There’s a reason the Blackhawks are still confident heading into Game 4 of the Stanley Cup Final: they get better as series continue. In Games 4-7 during coach Joel Quenneville’s tenure here, the Blackhawks are 40-14. It’s a nice number, one that shows how much the Blackhawks get better as a series progresses. Since the 2013 postseason began they’ve trailed in four series, including the 2013 Cup final, when they were down 2-1 to the Boston Bruins. They only failed to come back in one of those four series – last spring against the Los Angeles Kings, who they trailed 3-1 before losing in Game 7.
“I think maybe it's part knowing what we're up against, part just us raising our game, getting better and better as the series go along,” Jonathan Toews said. “Obviously we don't draw it up in some situations when we get down in a series; it's not part of the plan. But I think we have confidence when we get in those situations that we can take it one game at a time, focus on the next game and continue to put pressure on the other team.”
The Blackhawks have strung together some good moments and some good periods against the Lightning. Their two goals in two minutes during Game 1 was a reminder of how quickly this team can turn the tables in its favor. They were dominant in the first period of Game 3, battering an injured Ben Bishop with 19 shots. The problem is, they haven’t been consistent. They’ve had miscues, they’ve allowed opposing goals not long after they’ve scored and they’ve trailed early in each of the first three games.
But they went down this road against Anaheim, who was blocking a ton of Blackhawks shots through the first few games. Then the Blackhawks broke through, got big contributions from top players – Toews led with four goals in the last three games – and upended the Ducks on visiting ice.
Maybe it’s a feeling-out process through those first few games sometimes. But the response has nonetheless been there late.
“We always want to start off the series good. I don't know, I just think it's a thing we have on our team: when the game is on the line, it matters more, we usually find a way to elevate our game a little bit,” Niklas Hjalmarsson said. “Hopefully we can do the same thing here in the last couple games.”
The Blackhawks have starred in this movie before, the one that has that slow start, the buildup in the middle and the flourish at the end. Whether or not they manage the same script against the Lightning remains to be seen. The Blackhawks usually have an edge in how they’ve dealt with postseason pressure, but so far, the Lightning have done well in that department, too. Still, the Blackhawks have the confidence they can find a way as a series continues. They’ve got the great record to show for it, too.
“The guys in the room, we want to be out there and win. We want to be out there in those situations and play in big games,” Brent Seabrook said. “For whatever reason, I think we play our best games when our backs are up against the wall.”
- Coach Joel Quenneville said Johnny Oduya, who missed some time with an upper-body injury in Game 3, “looked all right today. We'll see how he is tomorrow.”

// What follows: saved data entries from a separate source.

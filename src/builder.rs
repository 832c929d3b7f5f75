//! Fluent accumulation of sequence steps.

use std::{fmt, sync::Arc, time::Duration};

use crate::{
    context::{ExecutionContext, Routine},
    directive::{Directive, Predicate, Yield},
    error::BoxError,
    instruction::Instruction,
    pool::InstructionPool,
    sequence::ComposedSequence,
};

/// Collects steps in call order. Nothing runs until the sequence is finalized
/// and executed.
///
/// Every append is always available; by convention a chain starts right after
/// [`ContextExt::sequence`](crate::ContextExt::sequence) or [`SequenceBuilder::new`]
/// and ends with [`finalize`](Self::finalize) or [`execute`](Self::execute).
///
/// ```rust
/// use std::{sync::Arc, time::Duration};
/// use fluent_routine::{ContextExt, TickScheduler};
///
/// let host = Arc::new(TickScheduler::new());
/// let intro = host
///     .sequence()
///     .then(|| println!("Hello"))
///     .wait_seconds(Duration::from_millis(500))
///     .then(|| println!("world"))
///     .finalize();
/// assert_eq!(intro.len(), 3);
/// ```
pub struct SequenceBuilder {
    context: Arc<dyn ExecutionContext>,
    instructions: Vec<Instruction>,
    pool: Option<Arc<InstructionPool>>,
}

impl SequenceBuilder {
    /// An empty builder bound to `context`.
    pub fn new(context: Arc<dyn ExecutionContext>) -> Self {
        Self {
            context,
            instructions: Vec::new(),
            pool: None,
        }
    }

    /// Like [`new`](Self::new), but records are drawn from `pool`.
    pub fn with_pool(context: Arc<dyn ExecutionContext>, pool: Arc<InstructionPool>) -> Self {
        Self {
            context,
            instructions: Vec::new(),
            pool: Some(pool),
        }
    }

    pub fn context(&self) -> &Arc<dyn ExecutionContext> {
        &self.context
    }

    pub fn instructions(&self) -> &[Instruction] {
        &self.instructions
    }

    fn acquire(&self) -> Instruction {
        self.pool
            .as_ref()
            .map(|pool| pool.acquire())
            .unwrap_or_default()
    }

    fn append(mut self, load: impl FnOnce(&mut Instruction)) -> Self {
        let mut instr = self.acquire();
        load(&mut instr);
        self.instructions.push(instr);
        self
    }

    /// Run `action` synchronously, without suspending.
    pub fn then<F>(self, action: F) -> Self
    where
        F: Fn() + Send + Sync + 'static,
    {
        self.append(|instr| {
            instr.load_action(Arc::new(move || {
                action();
                Ok(())
            }))
        })
    }

    /// Run a fallible `action`. An error ends the run and is reported to the
    /// host as the task's failure.
    pub fn try_then<F, E>(self, action: F) -> Self
    where
        F: Fn() -> Result<(), E> + Send + Sync + 'static,
        E: Into<BoxError>,
    {
        self.append(|instr| instr.load_action(Arc::new(move || action().map_err(Into::into))))
    }

    /// Start the routine `factory` produces as a nested task and wait for it.
    ///
    /// The factory is called again on every execution, so each run gets a
    /// fresh routine.
    pub fn then_run<F>(self, factory: F) -> Self
    where
        F: Fn() -> Routine + Send + Sync + 'static,
    {
        self.append(|instr| instr.load_subsequence(Arc::new(factory)))
    }

    /// Execute `sequence` as a nested step and wait for it to finish.
    ///
    /// Stopping the outer sequence while this step is active stops `sequence` too.
    pub fn then_sequence(self, sequence: &ComposedSequence) -> Self {
        let sequence = sequence.clone();
        self.then_run(move || sequence.routine())
    }

    /// Wait on scaled time, so a host time scale of `0.0` holds the sequence here.
    pub fn wait_seconds(self, duration: Duration) -> Self {
        self.yield_directive(Directive::Seconds(duration))
    }

    /// Wait on real time, unaffected by the host's time scale.
    pub fn wait_realtime_seconds(self, duration: Duration) -> Self {
        self.yield_directive(Directive::RealtimeSeconds(duration))
    }

    /// Wait until `predicate` returns `true`. It is evaluated by the host on
    /// each check, not when the builder runs.
    pub fn wait_until<F>(self, predicate: F) -> Self
    where
        F: Fn() -> bool + Send + Sync + 'static,
    {
        let predicate: Predicate = Arc::new(predicate);
        self.append(move |instr| {
            instr.load_custom_suspend(Arc::new(move || {
                Yield::Wait(Directive::Until(Arc::clone(&predicate)))
            }))
        })
    }

    /// Wait while `predicate` returns `true`.
    pub fn wait_while<F>(self, predicate: F) -> Self
    where
        F: Fn() -> bool + Send + Sync + 'static,
    {
        let predicate: Predicate = Arc::new(predicate);
        self.append(move |instr| {
            instr.load_custom_suspend(Arc::new(move || {
                Yield::Wait(Directive::While(Arc::clone(&predicate)))
            }))
        })
    }

    /// Wait until `sequence` is no longer executing, without starting it.
    pub fn wait_for(self, sequence: &ComposedSequence) -> Self {
        let sequence = sequence.clone();
        self.append(move |instr| {
            instr.load_custom_suspend(Arc::new(move || Yield::Wait(sequence.completion())))
        })
    }

    /// Resume on the next host tick.
    pub fn wait_one_tick(self) -> Self {
        self.yield_directive(Directive::NextTick)
    }

    /// Append `count` single-tick waits. Zero appends nothing.
    pub fn wait_ticks(self, count: u32) -> Self {
        (0..count).fold(self, |builder, _| builder.wait_one_tick())
    }

    /// Append a raw host directive.
    pub fn yield_directive(self, directive: Directive) -> Self {
        self.append(|instr| instr.load_suspend(directive))
    }

    /// Append a generator-shaped step: the host runs the routine inline and
    /// resumes this sequence when it completes. Unlike [`then_run`](Self::then_run)
    /// it is not tracked for cancellation as a separate task.
    pub fn yield_routine<F>(self, factory: F) -> Self
    where
        F: Fn() -> Routine + Send + Sync + 'static,
    {
        self.append(|instr| instr.load_custom_suspend(Arc::new(move || Yield::Run(factory()))))
    }

    /// Append a prebuilt instruction as is.
    pub fn push(mut self, instr: Instruction) -> Self {
        self.instructions.push(instr);
        self
    }

    /// Freeze the steps into a [`ComposedSequence`] without running it.
    pub fn finalize(self) -> ComposedSequence {
        ComposedSequence::finalize(self)
    }

    /// Finalize and execute in one go.
    ///
    /// Every call builds a new sequence; keep the returned one to run it again.
    pub fn execute(self) -> ComposedSequence {
        let sequence = self.finalize();
        sequence.execute();
        sequence
    }

    pub(crate) fn into_parts(self) -> (Arc<dyn ExecutionContext>, Vec<Instruction>) {
        (self.context, self.instructions)
    }
}

impl fmt::Debug for SequenceBuilder {
    fn fmt(&self, f: &mut fmt::Formatter<'_>) -> fmt::Result {
        f.debug_struct("SequenceBuilder")
            .field("instructions", &self.instructions)
            .field("pooled", &self.pool.is_some())
            .finish()
    }
}

#[cfg(test)]
mod tests {
    use super::*;
    use crate::{
        ContextExt,
        build::waits,
        host::TickScheduler,
        instruction::{InstructionKind, Payload},
        sans::Sans,
    };
    use rstest::rstest;
    use std::sync::atomic::{AtomicBool, AtomicUsize, Ordering};

    fn host() -> Arc<TickScheduler> {
        Arc::new(TickScheduler::new())
    }

    #[test]
    fn test_each_append_adds_one_instruction_in_order() {
        let builder = host()
            .sequence()
            .then(|| {})
            .wait_seconds(Duration::from_secs(1))
            .wait_realtime_seconds(Duration::from_secs(1))
            .wait_until(|| true)
            .wait_while(|| false)
            .wait_one_tick()
            .yield_directive(Directive::NextTick)
            .yield_routine(|| waits([Directive::NextTick]).into_routine())
            .then_run(|| waits(Vec::new()).into_routine());

        let kinds: Vec<_> = builder.instructions().iter().map(Instruction::kind).collect();
        assert_eq!(
            kinds,
            vec![
                InstructionKind::Action,
                InstructionKind::Suspend,
                InstructionKind::Suspend,
                InstructionKind::CustomSuspend,
                InstructionKind::CustomSuspend,
                InstructionKind::Suspend,
                InstructionKind::Suspend,
                InstructionKind::CustomSuspend,
                InstructionKind::SubSequence,
            ]
        );
    }

    #[rstest]
    #[case(0)]
    #[case(1)]
    #[case(3)]
    #[case(16)]
    fn test_wait_ticks_appends_single_tick_waits(#[case] count: u32) {
        let seq = host().sequence().wait_ticks(count).finalize();

        assert_eq!(seq.len(), count as usize);
        for instr in seq.instructions() {
            assert_eq!(instr.kind(), InstructionKind::Suspend);
            assert!(matches!(instr.directive(), Some(Directive::NextTick)));
        }
    }

    #[test]
    fn test_wait_until_predicate_is_evaluated_lazily() {
        let calls = Arc::new(AtomicUsize::new(0));
        let ready = Arc::new(AtomicBool::new(false));
        let builder = host().sequence().wait_until({
            let calls = Arc::clone(&calls);
            let ready = Arc::clone(&ready);
            move || {
                calls.fetch_add(1, Ordering::SeqCst);
                ready.load(Ordering::SeqCst)
            }
        });
        assert_eq!(calls.load(Ordering::SeqCst), 0);

        let Payload::CustomSuspend(factory) = builder.instructions()[0].payload() else {
            panic!("expected a custom suspend");
        };
        let Yield::Wait(Directive::Until(pred)) = factory() else {
            panic!("expected an Until directive");
        };
        assert!(!pred());
        ready.store(true, Ordering::SeqCst);
        assert!(pred());
        assert_eq!(calls.load(Ordering::SeqCst), 2);
    }

    #[test]
    fn test_pooled_builder_reuses_released_records() {
        let pool = Arc::new(InstructionPool::new());
        pool.release_all((0..3).map(|_| Instruction::empty()));

        let seq = SequenceBuilder::with_pool(host(), Arc::clone(&pool))
            .then(|| {})
            .wait_one_tick()
            .finalize();
        assert_eq!(pool.idle(), 1);

        seq.release_into(&pool).expect("sole handle");
        assert_eq!(pool.idle(), 3);
    }

    #[test]
    fn test_builder_execute_finalizes_and_runs() {
        let host = host();
        let hit = Arc::new(AtomicBool::new(false));
        let seq = host
            .sequence()
            .then({
                let hit = Arc::clone(&hit);
                move || hit.store(true, Ordering::SeqCst)
            })
            .execute();

        assert!(seq.is_executing());
        host.tick();
        assert!(hit.load(Ordering::SeqCst));
        assert!(!seq.is_executing());
    }
}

- Trevor van Riemsdyk had a solid outing in his first NHL game since November. Said Niklas Hjalmarsson, “he made some really, really nice plays and showed patience and calmness with the puck. To just come in like that in the Stanley Cup Finals, play the way he did, was nothing else than impressive.”
- Quenneville said, “we’ll see” when asked if the Blackhawks will have any lineup changes in Game 4.